They're already dead and would love for you to join them.

Gambling, drugs, and chumps—I was told by many an old convict that avoiding these three things would keep me safe. Debts from the poker table and credit from drug dealers often end in violence; if the debtor has any hope of paying, he will be beaten just enough to scare him into prioritizing it, but not enough to send him to protective custody. However, if it is clear that the debts acquired have no hope of being repaid, the sum is "paid in blood." The losses have to be written off, but the lender saves face by ruining the borrower's. Deadliest is the vehemence of assaults over affairs of the heart: Jealousy is magnified in the limited, loveless incarcerated world. The affection of another human becomes worth dying for.

As much as I love the New Yorker, one day I will tell David Remnick, its editor, that his weekly is printed on stock too light to deflect knives made of brass, plastic, or wood—though it will stop aluminum.

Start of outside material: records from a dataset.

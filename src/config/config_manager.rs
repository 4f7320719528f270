// ==========================================
// 纺织品库存台账系统 - 配置管理器
// ==========================================
// 职责: 配置加载、查询、覆写管理
// 存储: config_kv 表 (key-value + scope)
// ==========================================

use crate::config::import_config_trait::{ConfigResult, ImportConfigReader};
use crate::db::open_sqlite_connection;
use crate::domain::types::{BookCheck, StaleThresholds, UnitKind, ZeroDiffPolicy};
use async_trait::async_trait;
use rusqlite::{params, Connection, OptionalExtension};
use serde_json::json;
use std::collections::BTreeMap;
use std::sync::{Arc, Mutex};

// ==========================================
// ConfigManager - 配置管理器
// ==========================================
pub struct ConfigManager {
    conn: Arc<Mutex<Connection>>,
}

impl ConfigManager {
    /// 创建新的 ConfigManager 实例
    ///
    /// # 参数
    /// - db_path: 数据库文件路径
    pub fn new(db_path: &str) -> ConfigResult<Self> {
        let conn = open_sqlite_connection(db_path)?;

        Ok(Self {
            conn: Arc::new(Mutex::new(conn)),
        })
    }

    /// 从已有连接创建 ConfigManager
    ///
    /// 说明：为保证连接行为一致，会对传入连接再次应用统一 PRAGMA（幂等）。
    pub fn from_connection(conn: Arc<Mutex<Connection>>) -> ConfigResult<Self> {
        {
            let conn_guard = conn.lock().map_err(|e| format!("锁获取失败: {}", e))?;
            crate::db::configure_sqlite_connection(&conn_guard)?;
        }

        Ok(Self { conn })
    }

    /// 从 config_kv 表读取配置值（scope_id='global'）
    ///
    /// # 返回
    /// - Some(String): 配置值
    /// - None: 配置不存在
    pub fn get_global_config_value(&self, key: &str) -> ConfigResult<Option<String>> {
        let conn = self.conn.lock().map_err(|e| format!("锁获取失败: {}", e))?;

        let value = conn
            .query_row(
                "SELECT value FROM config_kv WHERE scope_id = 'global' AND key = ?1",
                params![key],
                |row| row.get::<_, String>(0),
            )
            .optional()?;
        Ok(value)
    }

    fn get_config_or_default(&self, key: &str, default: &str) -> ConfigResult<String> {
        Ok(self
            .get_global_config_value(key)?
            .filter(|v| !v.trim().is_empty())
            .unwrap_or_else(|| default.to_string()))
    }

    /// 数值配置：缺失或无法解析时回退默认值
    fn get_number_or_default<T>(&self, key: &str, default: T) -> ConfigResult<T>
    where
        T: std::str::FromStr + std::fmt::Display + Copy,
    {
        let raw = self.get_config_or_default(key, &default.to_string())?;
        match raw.trim().parse::<T>() {
            Ok(v) => Ok(v),
            Err(_) => {
                tracing::warn!(config_key = key, raw_value = %raw, "配置值格式错误，使用默认值");
                Ok(default)
            }
        }
    }

    /// 写入 global scope 配置（UPSERT）
    pub fn set_global_config_value(&self, key: &str, value: &str) -> ConfigResult<()> {
        let conn = self.conn.lock().map_err(|e| format!("锁获取失败: {}", e))?;
        conn.execute(
            "INSERT INTO config_kv (scope_id, key, value, updated_at) VALUES ('global', ?1, ?2, datetime('now'))
             ON CONFLICT(scope_id, key) DO UPDATE SET value = ?2, updated_at = datetime('now')",
            params![key, value],
        )?;
        tracing::info!(config_key = key, "配置已更新");
        Ok(())
    }

    /// 获取所有 global 配置的快照（JSON，按键排序）
    pub fn get_config_snapshot(&self) -> ConfigResult<String> {
        let conn = self.conn.lock().map_err(|e| format!("锁获取失败: {}", e))?;

        let mut stmt =
            conn.prepare("SELECT key, value FROM config_kv WHERE scope_id = 'global' ORDER BY key")?;
        let config_map = stmt
            .query_map([], |row| Ok((row.get::<_, String>(0)?, row.get::<_, String>(1)?)))?
            .collect::<rusqlite::Result<BTreeMap<String, String>>>()?;

        Ok(serde_json::to_string(&json!(config_map))?)
    }

    // ===== 库存总览 =====

    /// 滞销阈值
    pub fn get_stale_thresholds(&self) -> ConfigResult<StaleThresholds> {
        let defaults = StaleThresholds::default();
        Ok(StaleThresholds {
            attention_days: self
                .get_number_or_default(config_keys::ATTENTION_DAYS_THRESHOLD, defaults.attention_days)?,
            stale_days: self
                .get_number_or_default(config_keys::STALE_DAYS_THRESHOLD, defaults.stale_days)?,
        })
    }

    // ===== 盘点 =====

    pub fn get_zero_diff_policy(&self) -> ConfigResult<ZeroDiffPolicy> {
        let value = self.get_config_or_default(config_keys::ZERO_DIFF_POLICY, "SKIP")?;
        Ok(ZeroDiffPolicy::from_str(&value))
    }

    pub fn get_book_check(&self) -> ConfigResult<BookCheck> {
        let value = self.get_config_or_default(config_keys::BOOK_CHECK, "ACCEPT_STALE")?;
        Ok(BookCheck::from_str(&value))
    }

    /// 调整流水备注；未配置时返回 None，由调用方使用本地化默认文案
    pub fn get_adjustment_note(&self) -> ConfigResult<Option<String>> {
        Ok(self
            .get_global_config_value(config_keys::ADJUSTMENT_NOTE)?
            .map(|v| v.trim().to_string())
            .filter(|v| !v.is_empty()))
    }

    // ===== 查询 =====

    pub fn get_query_chunk_size(&self) -> ConfigResult<usize> {
        let size = self.get_number_or_default(config_keys::QUERY_CHUNK_SIZE, 200usize)?;
        Ok(size.max(1))
    }
}

// ==========================================
// ImportConfigReader Trait 实现
// ==========================================
#[async_trait]
impl ImportConfigReader for ConfigManager {
    async fn get_printed_sub_category(&self) -> ConfigResult<String> {
        self.get_config_or_default(config_keys::IMPORT_PRINTED_SUB_CATEGORY, "مطبوع")
    }

    async fn get_design_name_prefix(&self) -> ConfigResult<String> {
        // 前缀末尾空格有意义，不做 trim
        Ok(self
            .get_global_config_value(config_keys::IMPORT_DESIGN_NAME_PREFIX)?
            .unwrap_or_else(|| "رسمة ".to_string()))
    }

    async fn get_default_unit(&self) -> ConfigResult<UnitKind> {
        let value = self.get_config_or_default(config_keys::IMPORT_DEFAULT_UNIT, "kg")?;
        Ok(UnitKind::from_str(&value).unwrap_or(UnitKind::Kg))
    }

    async fn get_image_retry_attempts(&self) -> ConfigResult<u32> {
        let attempts = self.get_number_or_default(config_keys::IMPORT_IMAGE_RETRY_ATTEMPTS, 2u32)?;
        Ok(attempts.max(1))
    }
}

// ==========================================
// 配置键常量
// ==========================================
pub mod config_keys {
    // 库存总览
    pub const STALE_DAYS_THRESHOLD: &str = "stale_days_threshold";
    pub const ATTENTION_DAYS_THRESHOLD: &str = "attention_days_threshold";

    // 盘点
    pub const ZERO_DIFF_POLICY: &str = "reconciliation_zero_diff_policy";
    pub const BOOK_CHECK: &str = "reconciliation_book_check";
    pub const ADJUSTMENT_NOTE: &str = "reconciliation_adjustment_note";

    // 印花来源导入
    pub const IMPORT_PRINTED_SUB_CATEGORY: &str = "import_printed_sub_category";
    pub const IMPORT_DESIGN_NAME_PREFIX: &str = "import_design_name_prefix";
    pub const IMPORT_DEFAULT_UNIT: &str = "import_default_unit";
    pub const IMPORT_IMAGE_RETRY_ATTEMPTS: &str = "import_image_retry_attempts";

    // 查询
    pub const QUERY_CHUNK_SIZE: &str = "query_chunk_size";
}

#[cfg(test)]
mod tests {
    use super::*;

    fn setup() -> ConfigManager {
        let conn = Connection::open_in_memory().unwrap();
        crate::db::migrate(&conn).unwrap();
        ConfigManager::from_connection(Arc::new(Mutex::new(conn))).unwrap()
    }

    #[test]
    fn test_defaults_when_missing() {
        let config = setup();
        assert_eq!(config.get_stale_thresholds().unwrap(), StaleThresholds::default());
        assert_eq!(config.get_zero_diff_policy().unwrap(), ZeroDiffPolicy::Skip);
        assert_eq!(config.get_book_check().unwrap(), BookCheck::AcceptStale);
        assert_eq!(config.get_adjustment_note().unwrap(), None);
        assert_eq!(config.get_query_chunk_size().unwrap(), 200);
    }

    #[test]
    fn test_set_and_read_back() {
        let config = setup();
        config.set_global_config_value(config_keys::STALE_DAYS_THRESHOLD, "45").unwrap();
        config.set_global_config_value(config_keys::ZERO_DIFF_POLICY, "record").unwrap();
        config.set_global_config_value(config_keys::QUERY_CHUNK_SIZE, "abc").unwrap();

        assert_eq!(config.get_stale_thresholds().unwrap().stale_days, 45);
        assert_eq!(config.get_zero_diff_policy().unwrap(), ZeroDiffPolicy::Record);
        assert_eq!(config.get_query_chunk_size().unwrap(), 200);

        let snapshot: serde_json::Value =
            serde_json::from_str(&config.get_config_snapshot().unwrap()).unwrap();
        assert_eq!(snapshot["stale_days_threshold"], "45");
    }

    #[tokio::test]
    async fn test_import_config_reader() {
        let config = setup();
        let mapping = config.get_catalog_mapping().await.unwrap();
        assert_eq!(mapping.sub_category, "مطبوع");
        assert_eq!(mapping.name_prefix, "رسمة ");
        assert_eq!(mapping.unit, UnitKind::Kg);

        config
            .set_global_config_value(config_keys::IMPORT_IMAGE_RETRY_ATTEMPTS, "0")
            .unwrap();
        assert_eq!(config.get_image_retry_attempts().await.unwrap(), 1);
    }
}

Razors for cutting are the preserve of county jails and medium-security compounds. In maxes, it's icepicks for "ventilation," "guns" for "shooting,""shivs" for shanking and "ratchets" for "airing out." Prisoners have always invented their own uses for words; these are all descriptions of stabbing someone with a homemade knife. Without even intending to go all the way, poking a victim's torso can take him "off the count"—which is to say end his life. A man I knew was murdered over a debt of two packs of Newports because his assailant didn't know anatomy, and managed to puncture both lungs from behind. Neither party was over 25.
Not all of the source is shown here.